Exercise prompt. Write out again only the lines that run from the start of the entries to the line containing "fn create_page(&self, _page: &Page)", both included.

(Collected data entries)
************
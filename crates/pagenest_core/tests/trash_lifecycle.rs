use pagenest_core::db::open_db_in_memory;
use pagenest_core::{
    build_tree, DeletedPage, ManualClock, Page, PageId, PagePatch, PageRepository, RepoError,
    RepoResult, SqlitePageRepository, TrashError, TrashLifecycle, Workspace, WorkspaceConfig,
    WorkspaceError, WorkspaceStore, TRASH_RETENTION_MS,
};
use std::cell::Cell;

/// Repository double whose writes can be switched to fail.
#[derive(Default)]
struct FlakyRepository {
    fail_writes: Cell<bool>,
    write_calls: Cell<usize>,
}

impl FlakyRepository {
    fn write(&self) -> RepoResult<()> {
        self.write_calls.set(self.write_calls.get() + 1);
        if self.fail_writes.get() {
            Err(RepoError::Unavailable("disk detached".to_string()))
        } else {
            Ok(())
        }
    }
}

impl PageRepository for FlakyRepository {
    fn create_page(&self, _page: &Page) -> RepoResult<()> {
        self.write()
    }

    fn update_page(&self, id: &str, _patch: &PagePatch, _now_ms: i64) -> RepoResult<Page> {
        self.write()?;
        Err(RepoError::NotFound(id.to_string()))
    }

    fn get_page(&self, _id: &str) -> RepoResult<Option<Page>> {
        Ok(None)
    }

    fn list_pages(&self) -> RepoResult<Vec<Page>> {
        Ok(Vec::new())
    }

    fn list_deleted_pages(&self) -> RepoResult<Vec<DeletedPage>> {
        Ok(Vec::new())
    }

    fn trash_pages(&self, _entries: &[DeletedPage]) -> RepoResult<()> {
        self.write()
    }

    fn restore_page(&self, _page: &Page) -> RepoResult<()> {
        self.write()
    }

    fn purge_pages(&self, ids: &[PageId]) -> RepoResult<usize> {
        self.write().map(|()| ids.len())
    }

    fn purge_all(&self) -> RepoResult<usize> {
        self.write().map(|()| 0)
    }
}

fn page(id: &str, title: &str, parent: Option<&str>) -> Page {
    Page::with_id(id, title, parent.map(str::to_string), 0)
}

fn family() -> Vec<Page> {
    vec![
        page("root", "Root", None),
        page("child", "Child", Some("root")),
        page("grand", "Grandchild", Some("child")),
    ]
}

#[test]
fn deleting_child_trashes_grandchild_and_detaches_from_root() {
    let conn = open_db_in_memory().unwrap();
    let repo = SqlitePageRepository::try_new(&conn).unwrap();
    let clock = ManualClock::new(10_000);
    let mut workspace =
        Workspace::with_clock(repo, WorkspaceConfig::default(), &clock).unwrap();

    let root = workspace.create_page("Root", None).unwrap();
    let child = workspace.create_page("Child", Some(root.id.as_str())).unwrap();
    let grand = workspace.create_page("Grandchild", Some(child.id.as_str())).unwrap();

    clock.advance(500);
    let entries = workspace.delete_page(&child.id).unwrap();
    assert_eq!(entries.len(), 2);

    let child_entry = entries.iter().find(|entry| entry.id == child.id).unwrap();
    let grand_entry = entries.iter().find(|entry| entry.id == grand.id).unwrap();
    assert_eq!(child_entry.metadata.child_count, Some(1));
    assert_eq!(grand_entry.metadata.child_count, None);
    assert_eq!(child_entry.metadata.original_path.as_deref(), Some("Root"));
    assert_eq!(
        grand_entry.metadata.original_path.as_deref(),
        Some("Root / Child")
    );
    assert_eq!(
        child_entry.metadata.original_parent_id.as_deref(),
        Some(root.id.as_str())
    );
    for entry in &entries {
        assert_eq!(entry.deleted_at, 10_500);
        assert_eq!(entry.permanently_delete_at, 10_500 + 2_592_000_000);
    }

    let forest = workspace.tree();
    assert_eq!(forest.len(), 1);
    assert!(forest[0].children.is_empty());
    assert!(workspace.children(&root.id).is_empty());
}

#[test]
fn cascade_counts_every_descendant_on_the_deleted_root() {
    let mut store = WorkspaceStore::from_parts(family(), Vec::new());
    let repo = FlakyRepository::default();
    let entries = TrashLifecycle::new(&repo, &mut store)
        .delete("root", 7)
        .unwrap();

    assert_eq!(entries.len(), 3);
    assert_eq!(entries[0].id, "root");
    assert_eq!(entries[0].metadata.child_count, Some(2));
    assert!(entries[1..]
        .iter()
        .all(|entry| entry.metadata.child_count.is_none()));
    assert_eq!(store.live_len(), 0);
    assert_eq!(store.trash_len(), 3);
}

#[test]
fn failed_repository_call_leaves_store_untouched() {
    let mut store = WorkspaceStore::from_parts(family(), Vec::new());
    let repo = FlakyRepository::default();
    repo.fail_writes.set(true);

    let err = TrashLifecycle::new(&repo, &mut store)
        .delete("child", 7)
        .unwrap_err();
    assert!(matches!(err, TrashError::Repo(RepoError::Unavailable(_))));
    assert_eq!(repo.write_calls.get(), 1);
    assert_eq!(store.live_len(), 3);
    assert_eq!(store.trash_len(), 0);

    repo.fail_writes.set(false);
    TrashLifecycle::new(&repo, &mut store)
        .delete("child", 7)
        .unwrap();
    repo.fail_writes.set(true);
    let err = TrashLifecycle::new(&repo, &mut store)
        .restore("child")
        .unwrap_err();
    assert!(matches!(err, TrashError::Repo(_)));
    assert!(store.is_deleted("child"));
    assert!(!store.is_live("child"));
}

#[test]
fn restore_reinstates_only_the_target_page() {
    let mut store = WorkspaceStore::from_parts(family(), Vec::new());
    let repo = FlakyRepository::default();
    let mut lifecycle = TrashLifecycle::new(&repo, &mut store);
    lifecycle.delete("child", 100).unwrap();

    let restored = lifecycle.restore("child").unwrap();
    assert_eq!(restored.parent_id.as_deref(), Some("root"));
    assert!(matches!(
        lifecycle.restore("child"),
        Err(TrashError::AlreadyLive(_))
    ));
    assert!(matches!(
        lifecycle.restore("nobody"),
        Err(TrashError::NotFound(_))
    ));

    assert!(store.is_live("child"));
    assert!(store.is_deleted("grand"));
    let forest = build_tree(store.pages());
    assert_eq!(forest[0].descendant_count(), 1);
}

#[test]
fn restoring_an_orphan_promotes_it_to_root() {
    let mut store = WorkspaceStore::from_parts(family(), Vec::new());
    let repo = FlakyRepository::default();
    let mut lifecycle = TrashLifecycle::new(&repo, &mut store);
    lifecycle.delete("child", 100).unwrap();

    let restored = lifecycle.restore("grand").unwrap();
    assert!(restored.is_root());
}

#[test]
fn restore_with_children_brings_back_the_subtree_parent_first() {
    let conn = open_db_in_memory().unwrap();
    let repo = SqlitePageRepository::try_new(&conn).unwrap();
    let clock = ManualClock::new(0);
    let mut workspace =
        Workspace::with_clock(repo, WorkspaceConfig::default(), &clock).unwrap();
    let root = workspace.create_page("Root", None).unwrap();
    let child = workspace.create_page("Child", Some(root.id.as_str())).unwrap();
    workspace.create_page("Grandchild", Some(child.id.as_str())).unwrap();

    workspace.delete_page(&root.id).unwrap();
    let restored = workspace.restore_page_with_children(&root.id).unwrap();
    let titles: Vec<&str> = restored.iter().map(|page| page.title.as_str()).collect();
    assert_eq!(titles, vec!["Root", "Child", "Grandchild"]);
    assert!(restored[1..].iter().all(|page| page.parent_id.is_some()));
    assert!(workspace.list_deleted_pages().is_empty());
    assert_eq!(workspace.tree()[0].descendant_count(), 2);
}

#[test]
fn sweep_purges_only_expired_entries() {
    let conn = open_db_in_memory().unwrap();
    let repo = SqlitePageRepository::try_new(&conn).unwrap();
    let clock = ManualClock::new(0);
    let mut workspace =
        Workspace::with_clock(repo, WorkspaceConfig::default(), &clock).unwrap();
    let old = workspace.create_page("Old", None).unwrap();
    let fresh = workspace.create_page("Fresh", None).unwrap();

    workspace.delete_page(&old.id).unwrap();
    clock.set(TRASH_RETENTION_MS / 2);
    workspace.delete_page(&fresh.id).unwrap();

    clock.set(TRASH_RETENTION_MS - 1);
    assert!(workspace.purge_expired().unwrap().is_empty());

    clock.set(TRASH_RETENTION_MS);
    assert_eq!(workspace.purge_expired().unwrap(), vec![old.id.clone()]);
    let remaining: Vec<&str> = workspace
        .list_deleted_pages()
        .into_iter()
        .map(|entry| entry.id.as_str())
        .collect();
    assert_eq!(remaining, vec![fresh.id.as_str()]);
}

#[test]
fn purge_and_empty_trash_are_permanent() {
    let conn = open_db_in_memory().unwrap();
    let repo = SqlitePageRepository::try_new(&conn).unwrap();
    let mut workspace = Workspace::open(repo, WorkspaceConfig::default()).unwrap();
    let a = workspace.create_page("A", None).unwrap();
    let b = workspace.create_page("B", None).unwrap();
    let c = workspace.create_page("C", None).unwrap();
    for id in [&a.id, &b.id, &c.id] {
        workspace.delete_page(id).unwrap();
    }

    workspace.permanently_delete_page(&a.id).unwrap();
    assert!(matches!(
        workspace.restore_page(&a.id),
        Err(WorkspaceError::NotFound(_))
    ));
    assert!(matches!(
        workspace.permanently_delete_page(&a.id),
        Err(WorkspaceError::NotFound(_))
    ));

    assert_eq!(workspace.empty_trash().unwrap(), 2);
    assert!(workspace.list_deleted_pages().is_empty());
    assert!(workspace.list_pages().is_empty());
}

#[test]
fn trash_survives_reopening_the_database() {
    let dir = tempfile::tempdir().unwrap();
    let path = dir.path().join("pages.db");
    let deleted_id = {
        let conn = pagenest_core::open_db(&path).unwrap();
        let repo = SqlitePageRepository::try_new(&conn).unwrap();
        let mut workspace = Workspace::open(repo, WorkspaceConfig::default()).unwrap();
        let page = workspace.create_page("Keep me", None).unwrap();
        workspace.delete_page(&page.id).unwrap();
        page.id
    };

    let conn = pagenest_core::open_db(&path).unwrap();
    let repo = SqlitePageRepository::try_new(&conn).unwrap();
    let mut workspace = Workspace::open(repo, WorkspaceConfig::default()).unwrap();
    assert_eq!(workspace.list_deleted_pages()[0].title, "Keep me");
    let restored = workspace.restore_page(&deleted_id).unwrap();
    assert_eq!(restored.title, "Keep me");
}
************
Output below.
filename crates/pagenest_core/tests/trash_lifecycle.rs
use pagenest_core::db::open_db_in_memory;
use pagenest_core::{
    build_tree, DeletedPage, ManualClock, Page, PageId, PagePatch, PageRepository, RepoError,
    RepoResult, SqlitePageRepository, TrashError, TrashLifecycle, Workspace, WorkspaceConfig,
    WorkspaceError, WorkspaceStore, TRASH_RETENTION_MS,
};
use std::cell::Cell;

/// Repository double whose writes can be switched to fail.
#[derive(Default)]
struct FlakyRepository {
    fail_writes: Cell<bool>,
    write_calls: Cell<usize>,
}

impl FlakyRepository {
    fn write(&self) -> RepoResult<()> {
        self.write_calls.set(self.write_calls.get() + 1);
        if self.fail_writes.get() {
            Err(RepoError::Unavailable("disk detached".to_string()))
        } else {
            Ok(())
        }
    }
}

impl PageRepository for FlakyRepository {
    fn create_page(&self, _page: &Page) -> RepoResult<()> {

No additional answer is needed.